New York State is planning to shut down the two closest state-run mental hospitals in this area. The new plan, beginning in July of next year, is that patients needing longer care than seven to ten days will have to go to Buffalo, to the “Regional Center of Excellence” they are planning to establish there.

According to testimony given at the hearing in Binghamton on October 28, in which law enforcement, mental health professionals and human service agencies testified against the State’s infinite wisdom in planning to shut down the two Southern Tier mental hospitals, the largest provider of mental health services in the United States is the Los Angeles County jail. The second largest is the Cook County jail.

Meanwhile, New York State’s Office of Mental Health is trying to get our mental health system to look more like California’s: in contrast to NY, where there are 24 state-operated mental health inpatient facilities, California has three.

A spokesperson for OMH said it’s a question of sustainability: we have to make hard decisions now, or face harder decisions later. The argument is that the state really can’t afford to support these hospitals. However, the consensus among the professionals who testified at the Binghamton hearing is that the mentally ill aren’t just going to go away if we don’t provide a safe place for them to be; they’re going to end up in the jails. The police say it. The social workers say it. The hospital personnel say it. Therefore, if shutting down Elmira Psychiatric Center and Greater Binghamton Health Center is going to save the state money, the alternative treatments available have to be cheaper- unless they’re counting on that alternative to be jail.

A rather striking example of what can happen is in the northern part of the region our newspapers cover, right in Seneca County. Willard Psychiatric Center in Romulus was an open campus of a collection of buildings for housing and treating the mentally ill. When Willard closed, families of the long term mentally ill housed therein protested. In spite of what you see in the movies, not everyone in a state mental hospital is eager to get out. And not everyone who wants to get out is ready to get out; if the person wants to be discharged so they can attempt suicide again, for instance, don’t loved ones have a right to intervene?

“To me, it’s hospitalization, not incarceration,” said Jean Walters, who was instrumental in lobbying to keep Willard open. “Pataki promised us he would not close it. They were very dedicated people up there; they were really taking care of the patients.”

Willard closed, however. What’s there now is a drug treatment facility run by the state office of Corrections; instead of the old open campus, it’s surrounded by galvanized fence topped by concertina wire. “They used to have 900 patients, and now they have 900 prisoners,” said Walters. “I’m not optimistic (about the OMH plan to close EPC and GBHC) because of what we went through with Willard.”

The other argument cited by the state is the Olmstead decision by the Supreme Court in 1999, which makes it illegal for the state to keep someone with mental illness or impairment in an institution against their will.

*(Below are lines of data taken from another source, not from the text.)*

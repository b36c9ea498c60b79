//! Worker threads for asynchronous sends
//!
//! `HttpClient::send_async` queues the blocking pipeline onto a fixed set of
//! worker threads and hands back a [`ResponseFuture`]. The future can be
//! waited on from any thread or polled by an async runtime; it completes
//! exactly once, with whichever of the pipeline result, the request timer or
//! a cancellation gets there first.

use super::timeout::{CancelToken, TimerId, TimerService};
use super::{Error, Result};
use super::message::Response;
use crossbeam_channel::{Receiver, Sender};
use parking_lot::{Condvar, Mutex};
use std::fmt;
use std::future::Future;
use std::pin::Pin;
use std::sync::Arc;
use std::task::{Context, Poll, Waker};
use std::thread::{self, JoinHandle};
use std::time::{Duration, Instant};
use tracing::{debug, trace};

type Job = Box<dyn FnOnce() + Send + 'static>;

/// Fixed pool of worker threads running queued jobs in order
pub(crate) struct Executor {
    /// Taken on shutdown; workers finish the queue and exit
    jobs: Mutex<Option<Sender<Job>>>,
    workers: Mutex<Vec<JoinHandle<()>>>,
}

impl Executor {
    pub(crate) fn new(name: &str, workers: usize) -> Result<Executor> {
        let (jobs, queue) = crossbeam_channel::unbounded::<Job>();

        let mut handles = Vec::with_capacity(workers.max(1));
        for n in 0..workers.max(1) {
            let queue = queue.clone();
            let handle = thread::Builder::new()
                .name(format!("{}-worker-{}", name, n))
                .spawn(move || run_worker(queue))?;
            handles.push(handle);
        }

        Ok(Executor {
            jobs: Mutex::new(Some(jobs)),
            workers: Mutex::new(handles),
        })
    }

    /// Queue `job`; fails once the executor was shut down
    pub(crate) fn spawn(&self, job: impl FnOnce() + Send + 'static) -> Result<()> {
        let jobs = self.jobs.lock();
        let sent = match jobs.as_ref() {
            Some(jobs) => jobs.send(Box::new(job)).is_ok(),
            None => false,
        };
        if !sent {
            return Err(Error::IllegalState("client is shut down".to_string()));
        }
        trace!(queued = jobs.as_ref().map_or(0, Sender::len), "job queued");
        Ok(())
    }

    /// Stop accepting jobs, run the queued ones and join the workers
    pub(crate) fn shutdown(&self) {
        drop(self.jobs.lock().take());

        let handles: Vec<_> = self.workers.lock().drain(..).collect();
        let current = thread::current().id();
        for handle in handles {
            if handle.thread().id() != current {
                let _ = handle.join();
            }
        }
    }
}

impl Drop for Executor {
    fn drop(&mut self) {
        self.shutdown();
    }
}

fn run_worker(queue: Receiver<Job>) {
    for job in queue.iter() {
        job();
    }
    debug!("worker exiting");
}

struct Slot {
    result: Option<Result<Response>>,
    done: bool,
    waker: Option<Waker>,
    timer: Option<(Arc<TimerService>, TimerId)>,
}

struct FutureShared {
    slot: Mutex<Slot>,
    ready: Condvar,
    /// Tripped by `cancel` and by the request timer to stop the worker
    cancel: CancelToken,
}

/// Pending result of [`HttpClient::send_async`](super::HttpClient::send_async)
pub struct ResponseFuture {
    shared: Arc<FutureShared>,
}

/// Completing side of a [`ResponseFuture`]
#[derive(Clone)]
pub(crate) struct Completer {
    shared: Arc<FutureShared>,
}

impl ResponseFuture {
    pub(crate) fn new() -> (ResponseFuture, Completer) {
        let shared = Arc::new(FutureShared {
            slot: Mutex::new(Slot {
                result: None,
                done: false,
                waker: None,
                timer: None,
            }),
            ready: Condvar::new(),
            cancel: CancelToken::new(),
        });
        (
            ResponseFuture {
                shared: Arc::clone(&shared),
            },
            Completer { shared },
        )
    }

    /// Future that is already complete
    pub(crate) fn ready(result: Result<Response>) -> ResponseFuture {
        let (future, completer) = ResponseFuture::new();
        completer.complete(result);
        future
    }

    /// Whether a result is available
    pub fn is_done(&self) -> bool {
        self.shared.slot.lock().done
    }

    /// Block until the response head arrives or the request fails
    pub fn wait(self) -> Result<Response> {
        let mut slot = self.shared.slot.lock();
        loop {
            if slot.done {
                return take(&mut slot);
            }
            self.shared.ready.wait(&mut slot);
        }
    }

    /// Like [`wait`](ResponseFuture::wait), but give the future back if
    /// nothing arrived within `timeout`
    pub fn wait_timeout(self, timeout: Duration) -> std::result::Result<Result<Response>, ResponseFuture> {
        let until = Instant::now() + timeout;
        {
            let mut slot = self.shared.slot.lock();
            while !slot.done {
                if self.shared.ready.wait_until(&mut slot, until).timed_out() && !slot.done {
                    break;
                }
            }
            if slot.done {
                return Ok(take(&mut slot));
            }
        }
        Err(self)
    }

    /// Complete the future with a cancellation error unless it is done
    ///
    /// The worker running the request is interrupted as well: a blocked
    /// socket read is shut down and a pending HTTP/2 stream is reset.
    pub fn cancel(&self) -> bool {
        let completed = Completer {
            shared: Arc::clone(&self.shared),
        }
        .complete(Err(Error::Cancelled));
        if completed {
            self.shared.cancel.cancel();
        }
        completed
    }
}

fn take(slot: &mut Slot) -> Result<Response> {
    slot.result
        .take()
        .unwrap_or_else(|| Err(Error::IllegalState("response already taken".to_string())))
}

impl Future for ResponseFuture {
    type Output = Result<Response>;

    fn poll(self: Pin<&mut Self>, cx: &mut Context<'_>) -> Poll<Self::Output> {
        let mut slot = self.shared.slot.lock();
        if slot.done {
            return Poll::Ready(take(&mut slot));
        }
        match &slot.waker {
            Some(waker) if waker.will_wake(cx.waker()) => {}
            _ => slot.waker = Some(cx.waker().clone()),
        }
        Poll::Pending
    }
}

impl fmt::Debug for ResponseFuture {
    fn fmt(&self, f: &mut fmt::Formatter<'_>) -> fmt::Result {
        f.debug_struct("ResponseFuture")
            .field("done", &self.is_done())
            .finish()
    }
}

impl Completer {
    /// Deliver `result`; false if the future was already complete
    pub(crate) fn complete(&self, result: Result<Response>) -> bool {
        let (waker, timer) = {
            let mut slot = self.shared.slot.lock();
            if slot.done {
                return false;
            }
            slot.done = true;
            slot.result = Some(result);
            (slot.waker.take(), slot.timer.take())
        };
        self.shared.ready.notify_all();
        if let Some((timers, id)) = timer {
            timers.cancel(id);
        }
        if let Some(waker) = waker {
            waker.wake();
        }
        true
    }

    pub(crate) fn is_done(&self) -> bool {
        self.shared.slot.lock().done
    }

    /// Token the worker watches while running the request
    pub(crate) fn token(&self) -> &CancelToken {
        &self.shared.cancel
    }

    /// Fail the future with a request timeout at `at`
    pub(crate) fn expire_at(&self, timers: &Arc<TimerService>, at: Instant) {
        let completer = self.clone();
        let id = timers.schedule(at, move || {
            if completer.complete(Err(Error::RequestTimeout)) {
                debug!("asynchronous request timed out");
                completer.token().cancel();
            }
        });
        let mut slot = self.shared.slot.lock();
        if slot.done {
            drop(slot);
            timers.cancel(id);
        } else {
            slot.timer = Some((Arc::clone(timers), id));
        }
    }
}
//! Authentication challenges against origins and proxies

mod common;

use common::*;
use std::sync::atomic::{AtomicUsize, Ordering};
use std::sync::Arc;
use vclient::http::auth::{AuthRequest, AuthTarget};
use vclient::http::server::{ReceivedRequest, Reply};
use vclient::http::{Credentials, ErrorKind, HttpClient, HttpServer, Proxy, Version};

const BASIC_USER_PW: &str = "Basic dXNlcjpwdw==";

fn basic_guard(req: &ReceivedRequest) -> Reply {
    match req.header("Authorization") {
        Some(BASIC_USER_PW) => Reply::ok("welcome"),
        _ => Reply::new(401).header("WWW-Authenticate", "Basic realm=\"fixture\""),
    }
}

fn client_with(credentials: Option<Credentials>) -> HttpClient {
    let builder = HttpClient::builder().version(Version::Http11);
    match credentials {
        Some(c) => builder.authenticator(c).build().unwrap(),
        None => builder.build().unwrap(),
    }
}

#[test]
fn test_basic_challenge_answered() {
    init_tracing();
    let server = HttpServer::start(basic_guard).unwrap();
    let client = client_with(Some(Credentials::new("user", "pw")));

    let (response, text) = fetch(&client, &get(&server.uri("/private")));
    assert_eq!(response.status().code(), 200);
    assert_eq!(text, "welcome");
    assert_eq!(response.previous_response().unwrap().status().code(), 401);
    assert_eq!(response.request().uri().path(), "/private");
}

#[test]
fn test_basic_credentials_sent_preemptively_afterwards() {
    let server = HttpServer::start(basic_guard).unwrap();
    let client = client_with(Some(Credentials::new("user", "pw")));

    fetch(&client, &get(&server.uri("/one")));
    let (response, _) = fetch(&client, &get(&server.uri("/two")));
    assert!(response.previous_response().is_none());

    let statuses: Vec<Option<String>> = server
        .requests()
        .iter()
        .map(|r| r.header("Authorization").map(str::to_string))
        .collect();
    assert_eq!(
        statuses,
        vec![None, Some(BASIC_USER_PW.to_string()), Some(BASIC_USER_PW.to_string())]
    );
}

#[test]
fn test_digest_challenge_answered() {
    let server = HttpServer::start(|req| match req.header("Authorization") {
        Some(value) if value.starts_with("Digest ") && value.contains("username=\"user\"") => {
            Reply::ok("digested")
        }
        _ => Reply::new(401).header(
            "WWW-Authenticate",
            "Digest realm=\"fixture\", qop=\"auth\", nonce=\"n0nce\", opaque=\"op\"",
        ),
    })
    .unwrap();
    let client = client_with(Some(Credentials::new("user", "pw")));

    let (response, text) = fetch(&client, &get(&server.uri("/dir/index.html")));
    assert_eq!(text, "digested");
    let answer = server.requests()[1].header("Authorization").unwrap().to_string();
    assert!(answer.contains("realm=\"fixture\""));
    assert!(answer.contains("uri=\"/dir/index.html\""));
    assert!(answer.contains("opaque=\"op\""));
    assert!(answer.contains("nc=00000001"));
    assert_eq!(response.status().code(), 200);
}

#[test]
fn test_authenticator_sees_challenge_context() {
    let server = HttpServer::start(basic_guard).unwrap();
    let calls = Arc::new(AtomicUsize::new(0));
    let seen = Arc::clone(&calls);
    let port = server.port();
    let client = HttpClient::builder()
        .version(Version::Http11)
        .authenticator(move |request: &AuthRequest<'_>| {
            seen.fetch_add(1, Ordering::SeqCst);
            assert_eq!(request.target, AuthTarget::Server);
            assert_eq!(request.scheme.to_ascii_lowercase(), "basic");
            assert_eq!(request.realm, "fixture");
            assert_eq!(request.host, "127.0.0.1");
            assert_eq!(request.port, port);
            Some(Credentials::new("user", "pw"))
        })
        .build()
        .unwrap();

    let (response, _) = fetch(&client, &get(&server.uri("/")));
    assert_eq!(response.status().code(), 200);
    assert_eq!(calls.load(Ordering::SeqCst), 1);
}

#[test]
fn test_declined_challenge_returns_401() {
    let server = HttpServer::start(basic_guard).unwrap();
    let client = HttpClient::builder()
        .version(Version::Http11)
        .authenticator(|_: &AuthRequest<'_>| -> Option<Credentials> { None })
        .build()
        .unwrap();

    let (response, _) = fetch(&client, &get(&server.uri("/")));
    assert_eq!(response.status().code(), 401);
    assert_eq!(server.request_count(), 1);
}

#[test]
fn test_wrong_credentials_give_up() {
    let server = HttpServer::start(basic_guard).unwrap();
    let client = HttpClient::builder()
        .version(Version::Http11)
        .max_auth_attempts(3)
        .authenticator(Credentials::new("user", "wrong"))
        .build()
        .unwrap();

    let err = client.send(&get(&server.uri("/"))).unwrap_err();
    assert_eq!(err.kind(), ErrorKind::Auth);
    assert_eq!(server.request_count(), 4);
}

#[test]
fn test_401_without_challenge_header() {
    let server = HttpServer::start(|_| Reply::new(401).body("no challenge")).unwrap();

    // Without an authenticator the response is the caller's business
    let (response, text) = fetch(&client_with(None), &get(&server.uri("/")));
    assert_eq!(response.status().code(), 401);
    assert_eq!(text, "no challenge");

    // With one, the missing header is an error naming it
    let err = client_with(Some(Credentials::new("user", "pw")))
        .send(&get(&server.uri("/")))
        .unwrap_err();
    assert_eq!(err.kind(), ErrorKind::Auth);
    assert!(err.to_string().contains("WWW-Authenticate"), "{}", err);
}

#[test]
fn test_407_without_challenge_header() {
    let proxy = HttpServer::start(|_| Reply::new(407)).unwrap();
    let builder = || {
        HttpClient::builder()
            .version(Version::Http11)
            .proxy(Proxy::from_addr(proxy.local_addr()))
    };

    let response = builder()
        .build()
        .unwrap()
        .send(&get("http://origin.test/resource"))
        .unwrap();
    assert_eq!(response.status().code(), 407);

    let err = builder()
        .authenticator(Credentials::new("user", "pw"))
        .build()
        .unwrap()
        .send(&get("http://origin.test/resource"))
        .unwrap_err();
    assert_eq!(err.kind(), ErrorKind::Auth);
    assert!(err.to_string().contains("Proxy-Authenticate"), "{}", err);
}

#[test]
fn test_forward_proxy_challenge_answered() {
    let proxy = HttpServer::start(|req| match req.header("Proxy-Authorization") {
        Some(BASIC_USER_PW) => Reply::ok(format!("proxied {}", req.target)),
        _ => Reply::new(407).header("Proxy-Authenticate", "Basic realm=\"gateway\""),
    })
    .unwrap();
    let client = HttpClient::builder()
        .version(Version::Http11)
        .proxy(Proxy::from_addr(proxy.local_addr()))
        .authenticator(|request: &AuthRequest<'_>| {
            (request.target == AuthTarget::Proxy).then(|| Credentials::new("user", "pw"))
        })
        .build()
        .unwrap();

    let (response, text) = fetch(&client, &get("http://origin.test/resource"));
    assert_eq!(response.status().code(), 200);
    assert_eq!(text, "proxied http://origin.test/resource");
    assert!(server_saw_no_origin_credentials(&proxy.requests()));
}

fn server_saw_no_origin_credentials(requests: &[ReceivedRequest]) -> bool {
    requests.iter().all(|r| r.header("Authorization").is_none())
}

That sounds very noble, except, isn’t jail about keeping people against their will? Is it really preferable to have corrections officers doing one-on-one suicide watch with the people who have been remanded to their care, than psychiatric nurses or caregivers?

The other common note sounded at the hearings is that the State plan to move mental health care to a more community-based model just isn’t solid yet. It’s like burning down your house because repairs cost too much, and then moving into a tent. Sooner or later, you’re going to want a house again. If all this money the state is purportedly saving by closing the mental hospitals is not set aside for caring for the mentally ill, and so far it does not seem to be, that literally leaves the state’s most vulnerable people out in the cold. Swelling the ranks of homeless by shutting down the mental hospitals is no solution, and while the OMH protests that’s the last thing they want to achieve, to prove that’s not where they’re going they are going to have to come up with a better plan.

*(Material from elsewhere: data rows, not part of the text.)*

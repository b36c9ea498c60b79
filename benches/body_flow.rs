//! Body streaming benchmarks
//!
//! Measures the pieces every response body passes through:
//! - chunked transfer decoding
//! - HTTP/2 DATA frame encoding and splitting
//! - demand-driven delivery from a publisher to a blocking reader
//! - line splitting on top of a byte body
//!
//! Run with: cargo bench --bench body_flow

use bytes::{Bytes, BytesMut};
use criterion::{black_box, criterion_group, criterion_main, BenchmarkId, Criterion, Throughput};
use vclient::http::chunked::{chunk_header, decode_chunked_body, ChunkedDecoder, Decoded};
use vclient::http::flow::{body, lines, BodyReader, Charset, Publisher, Pull};
use vclient::http::h2::codec::FrameCodec;
use vclient::http::h2::frames::DataFrame;

const SIZES: [usize; 3] = [1024, 64 * 1024, 1024 * 1024];

fn chunked_wire(total: usize, chunk: usize) -> Vec<u8> {
    let mut wire = Vec::with_capacity(total + total / chunk * 8 + 8);
    let payload = vec![b'x'; chunk];
    let mut left = total;
    while left > 0 {
        let n = left.min(chunk);
        wire.extend_from_slice(chunk_header(n).as_bytes());
        wire.extend_from_slice(&payload[..n]);
        wire.extend_from_slice(b"\r\n");
        left -= n;
    }
    wire.extend_from_slice(b"0\r\n\r\n");
    wire
}

fn bench_chunked_decode(c: &mut Criterion) {
    let mut group = c.benchmark_group("chunked_decode");

    for size in SIZES {
        let wire = chunked_wire(size, 4096);
        group.throughput(Throughput::Bytes(size as u64));
        group.bench_with_input(BenchmarkId::new("whole", size), &wire, |b, wire| {
            b.iter(|| black_box(decode_chunked_body(black_box(wire)).unwrap()));
        });

        // Same body arriving in 1500 byte reads
        group.bench_with_input(BenchmarkId::new("segmented", size), &wire, |b, wire| {
            b.iter(|| {
                let mut decoder = ChunkedDecoder::new();
                let mut buf = BytesMut::new();
                let mut seen = 0usize;
                for segment in wire.chunks(1500) {
                    buf.extend_from_slice(segment);
                    loop {
                        match decoder.decode(&mut buf).unwrap() {
                            Decoded::Data(data) => seen += data.len(),
                            Decoded::NeedMore | Decoded::Done => break,
                        }
                    }
                }
                assert!(decoder.is_complete());
                black_box(seen)
            });
        });
    }

    group.finish();
}

fn bench_data_frames(c: &mut Criterion) {
    let mut group = c.benchmark_group("h2_data_frames");

    for size in SIZES {
        let data = Bytes::from(vec![0u8; size]);
        group.throughput(Throughput::Bytes(size as u64));
        group.bench_with_input(BenchmarkId::new("encode_split", size), &data, |b, data| {
            b.iter(|| {
                let mut codec = FrameCodec::new();
                let mut offset = 0;
                while offset < data.len() {
                    let end = (offset + 16_384).min(data.len());
                    let frame = DataFrame::new(1, data.slice(offset..end), end == data.len());
                    codec.feed(&FrameCodec::encode_data_frame(&frame));
                    offset = end;
                }
                let mut frames = 0;
                while let Some(frame) = codec.next_frame(16_384).unwrap() {
                    black_box(frame);
                    frames += 1;
                }
                frames
            });
        });
    }

    group.finish();
}

fn bench_body_reader(c: &mut Criterion) {
    let mut group = c.benchmark_group("body_reader");

    for chunk_count in [16usize, 256, 4096] {
        let chunks: Vec<Bytes> = (0..chunk_count).map(|_| Bytes::from(vec![7u8; 256])).collect();
        let publisher = body::chunks(chunks);
        group.throughput(Throughput::Bytes(chunk_count as u64 * 256));
        group.bench_with_input(
            BenchmarkId::from_parameter(chunk_count),
            &publisher,
            |b, publisher| {
                b.iter(|| {
                    let (mut reader, subscriber) = BodyReader::new();
                    publisher.subscribe(Box::new(subscriber));
                    let mut total = 0;
                    while let Some(chunk) = reader.next_chunk().unwrap() {
                        total += chunk.len();
                    }
                    black_box(total)
                });
            },
        );
    }

    group.finish();
}

fn bench_lines(c: &mut Criterion) {
    let mut group = c.benchmark_group("lines");

    let text: String = (0..2000).map(|i| format!("line number {}\r\n", i)).collect();
    // Split so that some CRLF pairs straddle two chunks
    let chunks: Vec<Bytes> = text
        .as_bytes()
        .chunks(1000)
        .map(Bytes::copy_from_slice)
        .collect();
    let publisher = body::chunks(chunks);
    group.throughput(Throughput::Bytes(text.len() as u64));

    group.bench_function("crlf_utf8", |b| {
        b.iter(|| {
            let pull: Pull<String> = Pull::new();
            publisher.subscribe(Box::new(lines(Box::new(pull.subscriber()), Charset::utf8())));
            let mut count = 0;
            while let Some(line) = pull.next(None).unwrap() {
                black_box(line);
                count += 1;
            }
            assert_eq!(count, 2000);
        });
    });

    group.finish();
}

criterion_group!(
    benches,
    bench_chunked_decode,
    bench_data_frames,
    bench_body_reader,
    bench_lines
);
criterion_main!(benches);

One last point, and a crucial one, is that of the state operated facilities in New York, EPC and Binghamton are the best. People from the edges of their fifteen-county coverage area don’t go outward to Buffalo – where the OMH plans on sending the patients after next July – but inward, to Elmira or Binghamton. EPC and GBHC have a strong reputation for being humane and giving good care. “They are the highest performing centers in the state,” says Sue Romancszuk, Tompkins County’s Mental Health Commissioner.

Therefore, local officials are trying to get the state to change the plan, and keep a facility open here in the Southern Tier. That’s the best solution for our area.